## [RECORDS PROVIDED]
⟨

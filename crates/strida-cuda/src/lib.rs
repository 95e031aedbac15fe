// CUDA Backend — GPU execution of the gather kernel family via cudarc
//
// This crate owns the device side of strida. All kernels are NVRTC-compiled
// from the string constant in `kernels` when a CudaDevice is created, then
// dispatched by composed entry-point name (<op>_<indexwidth>_<dtype>).
//
// ARCHITECTURE:
// - CudaDevice wraps cudarc's device handle; creation compiles the module
// - CudaStorage is an enum over CudaSlice<T> for each supported dtype
// - F16 and BF16 are stored as CudaSlice<u16>; the kernels never do
//   arithmetic on values, so bit patterns pass through untouched
// - Shape descriptors are flattened to one device buffer of u32
//   ([dims..., strides...]) per launch; contiguity is re-derived on device
// - Launch functions validate descriptors and buffer sizes up front, then
//   trust the kernels: out-of-range index *values* are not checked anywhere
//
// USAGE:
//   let dev = CudaDevice::new(0)?;                 // GPU ordinal 0
//   let ids = dev.htod_u32(&[2, 0])?;
//   let out = embedding(&dev, &ids, &layout, &table, 3, 4)?;

mod kernels;

use std::fmt;
use std::sync::Arc;

use cudarc::driver::{
    CudaSlice, DeviceRepr, DeviceSlice, LaunchAsync, LaunchConfig, ValidAsZeroBits,
};
use cudarc::nvrtc::{compile_ptx_with_opts, CompileOptions};
use half::{bf16, f16};

use strida_core::{bail, DType, Error, Layout, Result};

// CudaDevice — wraps a cudarc CUDA device with the compiled kernel module

/// A CUDA device handle. Clonable (uses Arc internally).
pub struct CudaDevice {
    dev: Arc<cudarc::driver::CudaDevice>,
    ordinal: usize,
}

⟩

## [EXERCISE]
Scan the records above and report every line with the string "values".

## [ANSWER TO THIS EXERCISE]
//   arithmetic on values, so bit patterns pass through untouched
//   trust the kernels: out-of-range index *values* are not checked anywhere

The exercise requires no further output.